The statue makes extensive modifications to the civil monetary penalty provisions of HIPAA. Changes include penalties for violations due to "willful neglect" to observe the obligations of the law, a requirement for investigations by the Secretary if a preliminary investigation indicates the possibility of a violation due to willful neglect. The proceeds of civil monetary penalties imposed under HIPAA are to be transferred to the Office of Civil Rights to fund further enforcement efforts, and the Secretary is directed to develop a method to distribute a portion of collected penalties to individuals who are harmed by privacy or security violations.

The amount of Civil Monetary Penalties that can be imposed as a result of violations of HIPAA is significantly modified. Under prior law, violations that were not known to the entity or could not have been discovered using reasonable diligence could not result in imposition of a civil monetary penalty. As amended, minor violations now carry a penalty of $100 per violation, not to exceed $25,000 annually for all violations of any one requirement or prohibition. The law sets additional tiers of penalties, as follows.

Basic penalty for all violations, even if the entity did not know and could not have known of the violation

$100 per violation up to a maximum of $25,000 annually for any one requirement or prohibition

Violations resulting from reasonable cause and not willful neglect

At least $1,000 per violation up to a maximum of $100,000 annually for any one requirement or prohibition

Violations caused by willful neglect, but that are cured within 30 days

At least $10,000 per violation up to a maximum of $250,000 annually for any one requirement or prohibition

Violations caused by willful neglect that are not cured within 30 days of discovery

At least $50,000 per violation up to a maximum of $1,500,000 annually for any one requirement or prohibition

Enforcement of HIPAA Privacy Rule Though States Attorneys General

As originally enacted, HIPAA did not create a private right of action, and could only be enforced by the Secretary of Health and Human Services.
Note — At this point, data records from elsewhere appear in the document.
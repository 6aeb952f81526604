//! # TVLINK Common Library
//!
//! Shared vocabulary for the TVLINK playback stack:
//! - Error taxonomy (caller-facing errors and engine error codes)
//! - Event types delivered by the native engine
//! - Media description model (tracks, codecs, teletext pages)
//! - Clock time utilities

pub mod error;
pub mod events;
pub mod media;
pub mod time;

pub use error::{Error, ErrorCode, Result};
pub use time::ClockTime;
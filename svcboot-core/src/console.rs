use crate::config::BootConfig;
use crate::error::Result;
use crate::mode::AdminCommand;
use crate::registrar::{self, ServiceDescriptor, ServiceManager};
use crate::workload::Workload;
use anyhow::Context;
use std::io::Write;
use std::path::PathBuf;

pub const EXIT_OK: u8 = 0;
pub const EXIT_FAILURE: u8 = 1;

/// Runs `install`/`uninstall`, prints the result for the operator and returns
/// the process exit code.
pub fn run_admin<M: ServiceManager>(
  cmd: AdminCommand,
  cfg: &BootConfig,
  manager: &M,
  exe: Result<PathBuf>,
  out: &mut impl Write,
  err: &mut impl Write,
) -> u8 {
  let name = &cfg.service_name;
  let res = match cmd {
    AdminCommand::Install => exe.and_then(|executable_path| {
      let descriptor = ServiceDescriptor {
        name: name.clone(),
        display_name: cfg.display_name.clone(),
        executable_path,
      };
      registrar::install(manager, &descriptor)
    }),
    AdminCommand::Uninstall => registrar::uninstall(manager, name),
  };

  let verb = match cmd {
    AdminCommand::Install => "install",
    AdminCommand::Uninstall => "uninstall",
  };

  match res {
    Ok(()) => {
      let _ = writeln!(out, "Service {name} {verb}ed successfully.");
      EXIT_OK
    }
    Err(e) => {
      let _ = writeln!(err, "Failed to {verb} service {name}: {e}");
      EXIT_FAILURE
    }
  }
}

pub fn run_console(cfg: &BootConfig, workload: Workload) -> anyhow::Result<()> {
  tracing::info!(service = %cfg.service_name, "running in console mode");
  workload().context("console workload")?;
  tracing::info!("console run finished");
  Ok(())
}

#[cfg(test)]
mod tests {
  use super::*;
  use crate::error::ServiceError;
  use crate::registrar::memory::MemoryManager;

  fn cfg() -> BootConfig {
    BootConfig::default().with_service_name("MyGoService")
  }

  fn exe() -> Result<PathBuf> {
    Ok(PathBuf::from("/opt/svcboot/svcboot-core"))
  }

  fn admin(cmd: AdminCommand, mgr: &MemoryManager, exe: Result<PathBuf>) -> (u8, String, String) {
    let mut out = Vec::new();
    let mut err = Vec::new();
    let code = run_admin(cmd, &cfg(), mgr, exe, &mut out, &mut err);
    (
      code,
      String::from_utf8(out).unwrap(),
      String::from_utf8(err).unwrap(),
    )
  }

  #[test]
  fn uninstall_of_unknown_service_exits_one() {
    let mgr = MemoryManager::default();
    let (code, out, err) = admin(AdminCommand::Uninstall, &mgr, exe());
    assert_eq!(code, EXIT_FAILURE);
    assert!(out.is_empty());
    assert!(err.contains("Failed to uninstall service MyGoService"));
    assert!(err.contains("not installed"));
  }

  #[test]
  fn install_twice_reports_already_exists() {
    let mgr = MemoryManager::default();

    let (code, out, _) = admin(AdminCommand::Install, &mgr, exe());
    assert_eq!(code, EXIT_OK);
    assert!(out.contains("Service MyGoService installed successfully."));

    let (code, _, err) = admin(AdminCommand::Install, &mgr, exe());
    assert_eq!(code, EXIT_FAILURE);
    assert!(err.contains("already exists"));
  }

  #[test]
  fn install_then_uninstall_round_trip() {
    let mgr = MemoryManager::default();
    assert_eq!(admin(AdminCommand::Install, &mgr, exe()).0, EXIT_OK);

    let (code, out, _) = admin(AdminCommand::Uninstall, &mgr, exe());
    assert_eq!(code, EXIT_OK);
    assert!(out.contains("uninstalled successfully"));
    assert!(mgr.registration("MyGoService").is_none());
  }

  #[test]
  fn unknown_executable_path_fails_install() {
    let mgr = MemoryManager::default();
    let no_exe = Err(ServiceError::PathResolution(std::io::Error::other("gone")));
    let (code, _, err) = admin(AdminCommand::Install, &mgr, no_exe);
    assert_eq!(code, EXIT_FAILURE);
    assert!(err.contains("cannot determine executable path"));
    assert!(mgr.registration("MyGoService").is_none());
  }

  #[test]
  fn connection_failure_exits_one() {
    let mgr = MemoryManager::unreachable();
    let (code, _, err) = admin(AdminCommand::Install, &mgr, exe());
    assert_eq!(code, EXIT_FAILURE);
    assert!(err.contains("cannot connect to service manager"));
  }

  #[test]
  fn console_run_propagates_workload_error() {
    let failing: Workload = Box::new(|| -> anyhow::Result<()> { anyhow::bail!("no identity") });
    let err = run_console(&cfg(), failing).unwrap_err();
    assert!(format!("{err:#}").contains("no identity"));
    assert!(run_console(&cfg(), Box::new(|| Ok(()))).is_ok());
  }
}
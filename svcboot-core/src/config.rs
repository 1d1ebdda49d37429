pub const LOG_FILTER_ENV: &str = "SVCBOOT_LOG";

#[derive(Debug, Clone, PartialEq, Eq)]
pub struct BootConfig {
  pub service_name: String,
  pub display_name: String,
  pub log_file_name: String,
  pub log_filter: String,
}

impl Default for BootConfig {
  fn default() -> Self {
    Self {
      service_name: default_service_name(),
      display_name: format!("{} service", default_service_name()),
      log_file_name: format!("{}.log", default_service_name()),
      log_filter: default_log_filter(),
    }
  }
}

fn default_service_name() -> String {
  "svcboot".to_string()
}

fn default_log_filter() -> String {
  "info".to_string()
}

impl BootConfig {
  /// Defaults, with the log filter taken from `SVCBOOT_LOG` when it is set.
  pub fn from_env() -> Self {
    Self::default().with_log_filter(std::env::var(LOG_FILTER_ENV).ok())
  }

  pub fn with_service_name(mut self, name: &str) -> Self {
    self.service_name = name.to_string();
    self.display_name = format!("{name} service");
    self.log_file_name = format!("{name}.log");
    self
  }

  fn with_log_filter(mut self, filter: Option<String>) -> Self {
    if let Some(f) = filter.map(|f| f.trim().to_string()).filter(|f| !f.is_empty()) {
      self.log_filter = f;
    }
    self
  }
}

#[cfg(test)]
mod tests {
  use super::*;

  #[test]
  fn defaults_derive_from_service_name() {
    let cfg = BootConfig::default();
    assert_eq!(cfg.service_name, "svcboot");
    assert_eq!(cfg.log_file_name, "svcboot.log");
    assert_eq!(cfg.log_filter, "info");
  }

  #[test]
  fn renaming_updates_display_and_log_names() {
    let cfg = BootConfig::default().with_service_name("MyGoService");
    assert_eq!(cfg.display_name, "MyGoService service");
    assert_eq!(cfg.log_file_name, "MyGoService.log");
  }

  #[test]
  fn blank_filter_override_is_ignored() {
    let cfg = BootConfig::default().with_log_filter(Some("   ".into()));
    assert_eq!(cfg.log_filter, "info");

    let cfg = BootConfig::default().with_log_filter(Some("debug".into()));
    assert_eq!(cfg.log_filter, "debug");
  }
}
//! Registration of this executable with the host service manager.
//!
//! Neither operation is idempotent: installing an existing service or removing
//! a missing one is reported as an error, never silently accepted.

use crate::error::{Result, ServiceError};
use std::path::PathBuf;

#[cfg(test)]
pub(crate) mod memory;
#[cfg(unix)]
pub mod systemd;
#[cfg(windows)]
pub mod windows;

#[derive(Debug, Clone, PartialEq, Eq)]
pub struct ServiceDescriptor {
  pub name: String,
  pub display_name: String,
  pub executable_path: PathBuf,
}

/// Entry point to the host service manager.
pub trait ServiceManager {
  type Connection: ManagerConnection;

  /// Privilege failures surface here as `ServiceError::Connection`.
  fn connect(&self) -> Result<Self::Connection>;
}

/// An open session with the service manager; dropping it disconnects.
pub trait ManagerConnection {
  fn is_registered(&self, name: &str) -> Result<bool>;
  fn create(&self, descriptor: &ServiceDescriptor) -> Result<()>;
  fn delete(&self, name: &str) -> Result<()>;
}

pub fn install<M: ServiceManager>(manager: &M, descriptor: &ServiceDescriptor) -> Result<()> {
  let conn = manager.connect()?;
  if conn.is_registered(&descriptor.name)? {
    return Err(ServiceError::AlreadyExists(descriptor.name.clone()));
  }

  conn.create(descriptor)?;
  tracing::info!(
    service = %descriptor.name,
    path = %descriptor.executable_path.display(),
    "service registered"
  );
  Ok(())
}

pub fn uninstall<M: ServiceManager>(manager: &M, name: &str) -> Result<()> {
  let conn = manager.connect()?;
  if !conn.is_registered(name)? {
    return Err(ServiceError::NotFound(name.to_string()));
  }

  conn.delete(name)?;
  tracing::info!(service = %name, "service deregistered");
  Ok(())
}
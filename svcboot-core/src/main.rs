use anyhow::Context;
use std::process::ExitCode;

fn main() -> anyhow::Result<ExitCode> {
  let args: Vec<String> = std::env::args().skip(1).collect();
  let cfg = svcboot_core::config::BootConfig::from_env();

  let code = svcboot_core::run(&args, cfg).context("svcboot")?;
  Ok(ExitCode::from(code))
}
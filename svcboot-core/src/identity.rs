use crate::error::{Result, ServiceError};
use std::path::PathBuf;

/// The account this process runs as.
#[derive(Debug, Clone, PartialEq, Eq)]
pub struct UserIdentity {
  pub username: String,
  pub display_name: Option<String>,
  /// Numeric uid on Unix; not available on Windows.
  pub uid: Option<String>,
  /// Numeric gid on Unix, logon domain on Windows.
  pub gid: Option<String>,
  pub home: Option<PathBuf>,
}

#[cfg(unix)]
pub fn current_user() -> Result<UserIdentity> {
  use nix::unistd::{Uid, User};

  let uid = Uid::current();
  let user = User::from_uid(uid)
    .map_err(|e| ServiceError::Identity(format!("passwd lookup for uid {uid}: {e}")))?
    .ok_or_else(|| ServiceError::Identity(format!("no passwd entry for uid {uid}")))?;

  Ok(UserIdentity {
    display_name: display_name_from_gecos(&user.gecos.to_string_lossy()),
    username: user.name,
    uid: Some(user.uid.to_string()),
    gid: Some(user.gid.to_string()),
    home: Some(user.dir),
  })
}

#[cfg(windows)]
pub fn current_user() -> Result<UserIdentity> {
  use windows::core::PWSTR;
  use windows::Win32::System::WindowsProgramming::GetUserNameW;

  // UNLEN + 1
  let mut buf = [0u16; 257];
  let mut len = buf.len() as u32;
  unsafe { GetUserNameW(PWSTR(buf.as_mut_ptr()), &mut len) }
    .map_err(|e| ServiceError::Identity(format!("GetUserNameW: {e}")))?;

  // `len` counts the terminating NUL.
  let end = (len as usize).saturating_sub(1).min(buf.len());
  Ok(UserIdentity {
    username: String::from_utf16_lossy(&buf[..end]),
    display_name: None,
    uid: None,
    gid: std::env::var("USERDOMAIN").ok(),
    home: std::env::var_os("USERPROFILE").map(PathBuf::from),
  })
}

/// The full name is the first comma-separated GECOS field.
#[cfg_attr(not(unix), allow(dead_code))]
fn display_name_from_gecos(gecos: &str) -> Option<String> {
  gecos
    .split(',')
    .next()
    .map(str::trim)
    .filter(|s| !s.is_empty())
    .map(str::to_string)
}
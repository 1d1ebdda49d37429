use crate::error::{Result, ServiceError};
use std::path::{Path, PathBuf};

pub fn current_exe() -> Result<PathBuf> {
  std::env::current_exe().map_err(ServiceError::PathResolution)
}

pub fn exe_dir(exe: &Path) -> Option<&Path> {
  exe.parent().filter(|p| !p.as_os_str().is_empty())
}

#[derive(Debug)]
pub struct LogPath {
  pub path: PathBuf,
  /// Set when the executable location was unknown and `path` is relative to
  /// the working directory.
  pub degraded: Option<ServiceError>,
}

/// Places `file_name` next to the executable, or in the working directory when
/// the executable path is unavailable.
pub fn resolve_log_path(exe: Result<PathBuf>, file_name: &str) -> LogPath {
  match exe {
    Ok(exe) => LogPath {
      path: exe_dir(&exe)
        .map(|dir| dir.join(file_name))
        .unwrap_or_else(|| PathBuf::from(file_name)),
      degraded: None,
    },
    Err(e) => LogPath {
      path: PathBuf::from(file_name),
      degraded: Some(e),
    },
  }
}
use std::path::PathBuf;

pub type Result<T> = std::result::Result<T, ServiceError>;

#[derive(Debug, thiserror::Error)]
pub enum ServiceError {
  #[error("cannot determine executable path: {0}")]
  PathResolution(#[source] std::io::Error),

  #[error("cannot open log file {}: {source}", .path.display())]
  LogOpen {
    path: PathBuf,
    #[source]
    source: std::io::Error,
  },

  /// The host service manager is unreachable or refused access.
  #[error("cannot connect to service manager: {0}")]
  Connection(String),

  #[error("service {0} already exists")]
  AlreadyExists(String),

  #[error("service {0} is not installed")]
  NotFound(String),

  #[error("host error: {0}")]
  Host(String),

  /// Reporting a lifecycle state to the host failed; the host will tear the
  /// process down.
  #[error("failed to report service status: {0}")]
  StatusReport(String),

  #[error("cannot resolve current user: {0}")]
  Identity(String),
}
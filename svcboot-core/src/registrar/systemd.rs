use super::{ManagerConnection, ServiceDescriptor, ServiceManager};
use crate::error::{Result, ServiceError};
use std::fs;
use std::io;
use std::path::{Path, PathBuf};
use std::process::Command;

pub const SYSTEM_UNIT_DIR: &str = "/etc/systemd/system";
pub const SYSTEMD_RUNTIME_DIR: &str = "/run/systemd/system";
/// Units shipped by distribution packages. They are never written, but a name
/// taken there counts as registered.
pub const VENDOR_UNIT_DIRS: [&str; 2] = ["/usr/lib/systemd/system", "/lib/systemd/system"];

/// Registers services as systemd unit files.
pub struct SystemdManager {
  unit_dir: PathBuf,
  runtime_dir: PathBuf,
  vendor_dirs: Vec<PathBuf>,
}

impl Default for SystemdManager {
  fn default() -> Self {
    Self::with_dirs(SYSTEM_UNIT_DIR, SYSTEMD_RUNTIME_DIR)
      .with_vendor_dirs(VENDOR_UNIT_DIRS.iter().map(PathBuf::from))
  }
}

impl SystemdManager {
  pub fn with_dirs(unit_dir: impl Into<PathBuf>, runtime_dir: impl Into<PathBuf>) -> Self {
    Self {
      unit_dir: unit_dir.into(),
      runtime_dir: runtime_dir.into(),
      vendor_dirs: Vec::new(),
    }
  }

  pub fn with_vendor_dirs(mut self, dirs: impl IntoIterator<Item = PathBuf>) -> Self {
    self.vendor_dirs = dirs.into_iter().collect();
    self
  }
}

pub struct SystemdConnection {
  unit_dir: PathBuf,
  vendor_dirs: Vec<PathBuf>,
}

impl ServiceManager for SystemdManager {
  type Connection = SystemdConnection;

  fn connect(&self) -> Result<SystemdConnection> {
    if !self.runtime_dir.is_dir() {
      return Err(ServiceError::Connection(format!(
        "systemd is not running ({} missing)",
        self.runtime_dir.display()
      )));
    }
    if !self.unit_dir.is_dir() {
      return Err(ServiceError::Connection(format!(
        "unit directory {} does not exist",
        self.unit_dir.display()
      )));
    }
    Ok(SystemdConnection {
      unit_dir: self.unit_dir.clone(),
      vendor_dirs: self.vendor_dirs.clone(),
    })
  }
}

impl SystemdConnection {
  fn unit_path(&self, name: &str) -> PathBuf {
    self.unit_dir.join(unit_name(name))
  }

  fn vendor_unit(&self, name: &str) -> Result<Option<PathBuf>> {
    for dir in &self.vendor_dirs {
      let path = dir.join(unit_name(name));
      if unit_exists(dir, &path)? {
        return Ok(Some(path));
      }
    }
    Ok(None)
  }
}

impl ManagerConnection for SystemdConnection {
  fn is_registered(&self, name: &str) -> Result<bool> {
    if unit_exists(&self.unit_dir, &self.unit_path(name))? {
      return Ok(true);
    }
    Ok(self.vendor_unit(name)?.is_some())
  }

  fn create(&self, descriptor: &ServiceDescriptor) -> Result<()> {
    let path = self.unit_path(&descriptor.name);
    fs::write(&path, render_unit(descriptor)).map_err(|e| access_error(&self.unit_dir, e))?;
    daemon_reload();
    Ok(())
  }

  fn delete(&self, name: &str) -> Result<()> {
    match fs::remove_file(self.unit_path(name)) {
      Ok(()) => {}
      Err(e) if e.kind() == io::ErrorKind::NotFound => {
        return Err(match self.vendor_unit(name)? {
          Some(path) => ServiceError::Host(format!(
            "{} is owned by a system package and cannot be removed",
            path.display()
          )),
          None => ServiceError::NotFound(name.to_string()),
        });
      }
      Err(e) => return Err(access_error(&self.unit_dir, e)),
    }
    daemon_reload();
    Ok(())
  }
}

// A missing vendor directory is the same as an empty one.
fn unit_exists(dir: &Path, unit: &Path) -> Result<bool> {
  match fs::symlink_metadata(unit) {
    Ok(_) => Ok(true),
    Err(e) if e.kind() == io::ErrorKind::NotFound => Ok(false),
    Err(e) => Err(access_error(dir, e)),
  }
}

pub fn unit_name(name: &str) -> String {
  format!("{}.service", name.replace(' ', "-"))
}

pub fn render_unit(descriptor: &ServiceDescriptor) -> String {
  format!(
    "[Unit]\n\
     Description={}\n\
     \n\
     [Service]\n\
     Type=simple\n\
     ExecStart={}\n\
     Restart=on-failure\n\
     \n\
     [Install]\n\
     WantedBy=multi-user.target\n",
    escape_specifiers(&descriptor.display_name),
    quote_exec_path(&descriptor.executable_path)
  )
}

// systemd expands `%` specifiers in every setting; `%%` is a literal percent.
fn escape_specifiers(value: &str) -> String {
  value.replace('%', "%%")
}

// ExecStart splits on whitespace unless the word is double-quoted, and
// unescapes C-style sequences inside the quotes.
fn quote_exec_path(path: &Path) -> String {
  let raw = path.display().to_string();
  let mut quoted = String::with_capacity(raw.len() + 2);
  quoted.push('"');
  for c in raw.chars() {
    match c {
      '\\' => quoted.push_str("\\\\"),
      '"' => quoted.push_str("\\\""),
      '%' => quoted.push_str("%%"),
      c => quoted.push(c),
    }
  }
  quoted.push('"');
  quoted
}

fn access_error(dir: &Path, e: io::Error) -> ServiceError {
  ServiceError::Connection(format!("{}: {e}", dir.display()))
}

// The unit file is the registration record; a failed reload only delays
// systemd noticing it.
fn daemon_reload() {
  match Command::new("systemctl").arg("daemon-reload").status() {
    Ok(status) if status.success() => {}
    Ok(status) => tracing::warn!(%status, "systemctl daemon-reload failed"),
    Err(e) => tracing::warn!(error = %e, "could not run systemctl daemon-reload"),
  }
}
Under the new law, HIPAA violations are now also enforceable in civil actions brought by states attorneys general, both to enjoin violations and to obtain damages. Damages are limited to $1,000 per violation with an annual limit of $25,000 per requirement or prohibition, plus an award of attorney's fees to the state. Civil actions brought by the state are to be heard in federal district courts.

Periodic Audits of Covered Entities and Business Associates by the Department of Health and Human Services

The statute requires the Secretary of Health and Human Services to perform period audits to ensure that covered entities and business associates comply with HIPAA privacy regulations.

The chart below summarizes the effective date of some of the major HIPAA provisions contained in the new law.

Effective Dates of HIPAA Amendments in the American Recovery and Reinvestment Act of 2009

Requirement

Effective Date

Business Associates Subject to Security Rule

12 months after the date of enactment (February 17, 2010)

Business Associates Subject to Privacy Rule

12 months after the date of enactment (February 17, 2010)

Data Breach Notification

Secretary is directed to publish regulations in 180 days after enactment with the data breach notification requirements effective 30 days after the publication of interim final regulations

Revisions to Minimum Necessary Use

12 months after the date of enactment (February 17, 2010), but the Secretary is required to issue regulations within 18 months after enactment.

Ban on Remuneration for Disclosure of PHI

Six months after the date that final regulations are promulgated to implement that law.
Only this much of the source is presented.